(Records excerpted from a collection)
━━━
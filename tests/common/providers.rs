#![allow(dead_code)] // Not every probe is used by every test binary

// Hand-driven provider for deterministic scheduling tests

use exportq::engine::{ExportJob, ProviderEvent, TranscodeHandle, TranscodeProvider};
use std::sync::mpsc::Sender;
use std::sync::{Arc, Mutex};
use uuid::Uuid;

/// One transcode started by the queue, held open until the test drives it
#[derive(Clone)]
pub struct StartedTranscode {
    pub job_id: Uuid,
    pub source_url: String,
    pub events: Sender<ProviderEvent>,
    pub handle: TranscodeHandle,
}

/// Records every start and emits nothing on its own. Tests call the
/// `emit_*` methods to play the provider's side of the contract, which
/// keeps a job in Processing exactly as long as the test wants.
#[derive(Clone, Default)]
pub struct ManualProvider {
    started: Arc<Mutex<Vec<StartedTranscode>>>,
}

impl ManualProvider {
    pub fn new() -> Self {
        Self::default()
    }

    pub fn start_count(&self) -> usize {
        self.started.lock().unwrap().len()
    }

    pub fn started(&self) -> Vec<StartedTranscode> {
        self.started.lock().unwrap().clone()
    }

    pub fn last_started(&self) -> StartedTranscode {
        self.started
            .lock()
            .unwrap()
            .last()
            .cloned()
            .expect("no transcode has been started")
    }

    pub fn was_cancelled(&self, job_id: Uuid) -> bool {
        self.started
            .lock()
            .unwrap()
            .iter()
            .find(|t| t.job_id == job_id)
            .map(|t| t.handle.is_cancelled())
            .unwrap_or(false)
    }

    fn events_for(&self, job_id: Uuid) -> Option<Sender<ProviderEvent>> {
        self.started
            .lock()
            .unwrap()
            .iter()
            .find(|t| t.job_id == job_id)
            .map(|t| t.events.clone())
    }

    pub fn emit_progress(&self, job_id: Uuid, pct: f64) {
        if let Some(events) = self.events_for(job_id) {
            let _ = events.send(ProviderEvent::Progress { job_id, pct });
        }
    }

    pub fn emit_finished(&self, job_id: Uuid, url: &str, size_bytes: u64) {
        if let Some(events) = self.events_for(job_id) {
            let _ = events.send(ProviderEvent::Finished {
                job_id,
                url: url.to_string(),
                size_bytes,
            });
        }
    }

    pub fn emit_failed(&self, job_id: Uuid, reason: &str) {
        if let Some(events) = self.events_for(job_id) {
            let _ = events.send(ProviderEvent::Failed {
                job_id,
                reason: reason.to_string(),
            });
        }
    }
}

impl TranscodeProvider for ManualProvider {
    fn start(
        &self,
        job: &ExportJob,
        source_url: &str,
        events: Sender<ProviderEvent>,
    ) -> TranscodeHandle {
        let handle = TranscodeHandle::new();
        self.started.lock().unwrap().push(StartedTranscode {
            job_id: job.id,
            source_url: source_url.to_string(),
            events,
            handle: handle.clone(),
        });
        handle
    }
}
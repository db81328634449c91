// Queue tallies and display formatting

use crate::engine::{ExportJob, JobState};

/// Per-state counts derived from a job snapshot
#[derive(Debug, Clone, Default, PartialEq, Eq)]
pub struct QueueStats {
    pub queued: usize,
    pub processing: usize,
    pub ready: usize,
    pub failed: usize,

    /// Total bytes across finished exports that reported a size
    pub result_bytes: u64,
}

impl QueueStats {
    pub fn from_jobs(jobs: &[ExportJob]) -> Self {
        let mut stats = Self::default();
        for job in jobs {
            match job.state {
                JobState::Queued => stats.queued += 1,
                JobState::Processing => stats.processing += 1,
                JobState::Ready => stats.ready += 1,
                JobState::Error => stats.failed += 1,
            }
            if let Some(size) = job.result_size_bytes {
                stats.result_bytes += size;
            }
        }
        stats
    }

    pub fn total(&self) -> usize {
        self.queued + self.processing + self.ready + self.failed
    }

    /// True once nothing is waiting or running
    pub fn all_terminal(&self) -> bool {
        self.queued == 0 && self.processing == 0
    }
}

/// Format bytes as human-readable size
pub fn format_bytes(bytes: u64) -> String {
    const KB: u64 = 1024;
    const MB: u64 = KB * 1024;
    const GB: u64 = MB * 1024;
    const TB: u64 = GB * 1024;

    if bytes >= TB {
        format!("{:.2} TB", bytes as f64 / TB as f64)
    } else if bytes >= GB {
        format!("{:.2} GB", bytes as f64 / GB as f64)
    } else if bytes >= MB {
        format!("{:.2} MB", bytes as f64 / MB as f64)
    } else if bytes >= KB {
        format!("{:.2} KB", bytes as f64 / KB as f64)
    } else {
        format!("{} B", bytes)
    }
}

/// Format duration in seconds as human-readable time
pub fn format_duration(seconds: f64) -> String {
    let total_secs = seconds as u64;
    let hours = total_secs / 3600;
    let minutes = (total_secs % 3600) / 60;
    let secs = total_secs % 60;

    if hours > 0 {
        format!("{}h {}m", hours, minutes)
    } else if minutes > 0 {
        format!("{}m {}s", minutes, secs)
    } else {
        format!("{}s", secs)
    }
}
━━━
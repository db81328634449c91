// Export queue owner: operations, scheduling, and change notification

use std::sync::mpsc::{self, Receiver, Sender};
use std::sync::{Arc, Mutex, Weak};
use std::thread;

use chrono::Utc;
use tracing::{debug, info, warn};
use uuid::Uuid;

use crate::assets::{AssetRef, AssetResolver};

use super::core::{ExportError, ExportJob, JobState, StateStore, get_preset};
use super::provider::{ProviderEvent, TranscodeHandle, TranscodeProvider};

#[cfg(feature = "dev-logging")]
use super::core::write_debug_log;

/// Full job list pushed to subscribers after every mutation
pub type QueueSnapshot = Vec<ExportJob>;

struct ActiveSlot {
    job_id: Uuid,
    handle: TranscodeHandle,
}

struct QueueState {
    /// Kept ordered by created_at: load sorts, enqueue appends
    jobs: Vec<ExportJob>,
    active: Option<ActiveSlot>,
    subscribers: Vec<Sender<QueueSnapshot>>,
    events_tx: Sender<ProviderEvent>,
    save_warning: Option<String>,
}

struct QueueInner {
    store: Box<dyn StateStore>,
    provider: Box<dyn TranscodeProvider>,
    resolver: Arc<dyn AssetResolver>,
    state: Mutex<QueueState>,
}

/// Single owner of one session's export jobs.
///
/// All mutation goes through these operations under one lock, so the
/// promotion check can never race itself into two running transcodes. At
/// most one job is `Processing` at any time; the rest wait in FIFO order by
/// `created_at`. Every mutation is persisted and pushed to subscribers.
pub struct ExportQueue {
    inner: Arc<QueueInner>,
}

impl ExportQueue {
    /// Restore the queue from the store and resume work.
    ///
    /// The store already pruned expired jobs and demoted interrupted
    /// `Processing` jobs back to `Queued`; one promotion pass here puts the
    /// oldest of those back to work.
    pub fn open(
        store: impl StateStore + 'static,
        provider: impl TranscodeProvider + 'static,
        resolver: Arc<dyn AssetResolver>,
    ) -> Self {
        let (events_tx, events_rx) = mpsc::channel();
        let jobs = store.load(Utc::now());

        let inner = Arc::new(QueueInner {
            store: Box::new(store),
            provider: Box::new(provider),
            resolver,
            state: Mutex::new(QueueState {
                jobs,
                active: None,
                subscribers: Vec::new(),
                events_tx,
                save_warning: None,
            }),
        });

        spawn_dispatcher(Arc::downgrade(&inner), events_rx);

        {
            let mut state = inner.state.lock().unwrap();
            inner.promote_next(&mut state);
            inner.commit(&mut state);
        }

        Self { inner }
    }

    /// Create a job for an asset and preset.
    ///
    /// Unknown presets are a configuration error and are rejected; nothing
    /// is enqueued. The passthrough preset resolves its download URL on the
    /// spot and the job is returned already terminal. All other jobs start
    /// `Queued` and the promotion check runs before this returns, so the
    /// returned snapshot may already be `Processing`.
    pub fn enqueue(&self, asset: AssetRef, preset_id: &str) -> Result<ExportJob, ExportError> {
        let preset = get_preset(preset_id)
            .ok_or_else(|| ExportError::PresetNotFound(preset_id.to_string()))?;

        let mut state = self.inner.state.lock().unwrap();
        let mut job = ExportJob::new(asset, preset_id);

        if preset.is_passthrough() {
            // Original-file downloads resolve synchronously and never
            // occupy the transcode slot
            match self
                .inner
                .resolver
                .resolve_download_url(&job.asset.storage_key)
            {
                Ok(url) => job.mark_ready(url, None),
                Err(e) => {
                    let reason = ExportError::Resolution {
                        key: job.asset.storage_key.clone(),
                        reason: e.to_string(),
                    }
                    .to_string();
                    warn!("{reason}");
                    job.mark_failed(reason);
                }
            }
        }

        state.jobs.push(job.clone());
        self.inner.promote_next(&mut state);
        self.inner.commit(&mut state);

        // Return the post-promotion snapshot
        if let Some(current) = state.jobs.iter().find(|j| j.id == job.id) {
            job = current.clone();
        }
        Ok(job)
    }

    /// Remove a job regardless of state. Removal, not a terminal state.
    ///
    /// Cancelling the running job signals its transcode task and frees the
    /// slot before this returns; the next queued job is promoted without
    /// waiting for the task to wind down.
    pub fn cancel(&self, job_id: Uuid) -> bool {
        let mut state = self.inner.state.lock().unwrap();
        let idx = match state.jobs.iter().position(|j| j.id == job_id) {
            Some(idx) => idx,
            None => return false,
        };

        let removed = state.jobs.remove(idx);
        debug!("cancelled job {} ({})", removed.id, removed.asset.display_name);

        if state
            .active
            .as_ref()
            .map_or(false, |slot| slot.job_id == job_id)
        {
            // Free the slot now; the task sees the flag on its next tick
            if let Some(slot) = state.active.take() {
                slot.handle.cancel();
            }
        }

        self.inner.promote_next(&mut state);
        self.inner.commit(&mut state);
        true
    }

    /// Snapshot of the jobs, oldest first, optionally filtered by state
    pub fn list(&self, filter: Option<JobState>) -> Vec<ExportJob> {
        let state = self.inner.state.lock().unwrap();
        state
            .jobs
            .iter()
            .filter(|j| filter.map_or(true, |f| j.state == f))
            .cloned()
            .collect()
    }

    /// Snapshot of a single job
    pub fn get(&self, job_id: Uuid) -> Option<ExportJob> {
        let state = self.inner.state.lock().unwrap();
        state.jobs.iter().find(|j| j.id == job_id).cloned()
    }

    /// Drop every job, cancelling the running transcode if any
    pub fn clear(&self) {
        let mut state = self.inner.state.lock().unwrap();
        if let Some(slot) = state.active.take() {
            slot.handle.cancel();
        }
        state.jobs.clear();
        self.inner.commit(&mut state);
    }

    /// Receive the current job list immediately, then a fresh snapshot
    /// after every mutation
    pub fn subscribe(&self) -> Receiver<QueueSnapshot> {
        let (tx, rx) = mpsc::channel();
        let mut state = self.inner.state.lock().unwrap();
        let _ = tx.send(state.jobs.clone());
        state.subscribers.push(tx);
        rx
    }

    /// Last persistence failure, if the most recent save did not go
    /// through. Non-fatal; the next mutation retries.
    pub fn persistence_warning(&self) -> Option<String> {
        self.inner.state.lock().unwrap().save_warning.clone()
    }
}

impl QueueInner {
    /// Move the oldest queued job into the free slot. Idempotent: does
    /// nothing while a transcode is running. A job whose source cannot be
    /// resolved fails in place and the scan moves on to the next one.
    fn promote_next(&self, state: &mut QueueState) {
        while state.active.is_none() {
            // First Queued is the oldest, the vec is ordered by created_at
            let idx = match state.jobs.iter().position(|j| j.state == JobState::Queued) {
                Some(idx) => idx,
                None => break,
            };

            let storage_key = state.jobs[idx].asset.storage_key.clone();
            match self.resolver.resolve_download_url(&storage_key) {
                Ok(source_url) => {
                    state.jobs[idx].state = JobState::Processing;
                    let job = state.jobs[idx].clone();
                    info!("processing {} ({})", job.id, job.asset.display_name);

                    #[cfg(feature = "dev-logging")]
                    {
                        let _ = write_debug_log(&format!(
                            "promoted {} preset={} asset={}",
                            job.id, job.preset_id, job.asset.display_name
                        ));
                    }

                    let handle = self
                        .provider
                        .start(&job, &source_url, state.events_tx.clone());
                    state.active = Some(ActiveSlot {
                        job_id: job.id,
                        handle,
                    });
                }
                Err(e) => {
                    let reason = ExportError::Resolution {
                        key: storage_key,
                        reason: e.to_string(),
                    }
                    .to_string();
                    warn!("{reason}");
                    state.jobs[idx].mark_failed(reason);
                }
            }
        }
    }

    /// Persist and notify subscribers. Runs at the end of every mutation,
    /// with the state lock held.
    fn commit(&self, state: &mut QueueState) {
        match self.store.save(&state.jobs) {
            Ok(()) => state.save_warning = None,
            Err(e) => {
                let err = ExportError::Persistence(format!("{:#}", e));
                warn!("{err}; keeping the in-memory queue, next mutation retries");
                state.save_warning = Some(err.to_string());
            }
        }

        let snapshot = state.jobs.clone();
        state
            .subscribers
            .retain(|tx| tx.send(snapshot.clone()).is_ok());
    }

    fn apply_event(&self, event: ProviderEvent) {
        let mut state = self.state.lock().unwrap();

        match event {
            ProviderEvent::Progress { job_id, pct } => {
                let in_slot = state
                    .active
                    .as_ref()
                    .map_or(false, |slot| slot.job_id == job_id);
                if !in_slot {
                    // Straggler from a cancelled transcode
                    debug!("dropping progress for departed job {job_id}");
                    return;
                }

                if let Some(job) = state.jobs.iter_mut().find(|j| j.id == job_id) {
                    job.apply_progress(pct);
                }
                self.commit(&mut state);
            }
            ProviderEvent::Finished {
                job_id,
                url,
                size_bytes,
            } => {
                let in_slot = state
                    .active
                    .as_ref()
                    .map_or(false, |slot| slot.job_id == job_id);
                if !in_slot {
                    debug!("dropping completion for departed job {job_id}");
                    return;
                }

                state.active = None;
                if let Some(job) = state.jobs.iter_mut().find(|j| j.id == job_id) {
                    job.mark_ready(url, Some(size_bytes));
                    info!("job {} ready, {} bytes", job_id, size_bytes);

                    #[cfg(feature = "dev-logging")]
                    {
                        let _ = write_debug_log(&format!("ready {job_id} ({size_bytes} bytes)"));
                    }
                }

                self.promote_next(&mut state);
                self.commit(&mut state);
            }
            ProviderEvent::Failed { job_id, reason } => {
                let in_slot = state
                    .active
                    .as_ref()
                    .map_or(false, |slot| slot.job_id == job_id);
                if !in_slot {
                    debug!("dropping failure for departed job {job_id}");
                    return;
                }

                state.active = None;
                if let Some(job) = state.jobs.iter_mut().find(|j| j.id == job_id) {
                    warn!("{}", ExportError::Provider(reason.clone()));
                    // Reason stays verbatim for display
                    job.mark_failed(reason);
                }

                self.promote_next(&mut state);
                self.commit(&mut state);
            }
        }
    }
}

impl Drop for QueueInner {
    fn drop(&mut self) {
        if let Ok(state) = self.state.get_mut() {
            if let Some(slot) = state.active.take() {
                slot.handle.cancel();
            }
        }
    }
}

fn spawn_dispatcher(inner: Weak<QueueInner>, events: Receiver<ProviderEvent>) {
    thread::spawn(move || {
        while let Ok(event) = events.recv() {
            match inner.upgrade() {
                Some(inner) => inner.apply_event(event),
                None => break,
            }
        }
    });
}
━━━
- WHAT IS REQUIRED: Nothing should appear in the answer except the lines above from the line with "filename tests/common/providers.rs" through the line with "use std::sync::mpsc::Sender;", both included, written out exactly.

- COMPLETED TASK:
filename tests/common/providers.rs
#![allow(dead_code)] // Not every probe is used by every test binary

// Hand-driven provider for deterministic scheduling tests

use exportq::engine::{ExportJob, ProviderEvent, TranscodeHandle, TranscodeProvider};
use std::sync::mpsc::Sender;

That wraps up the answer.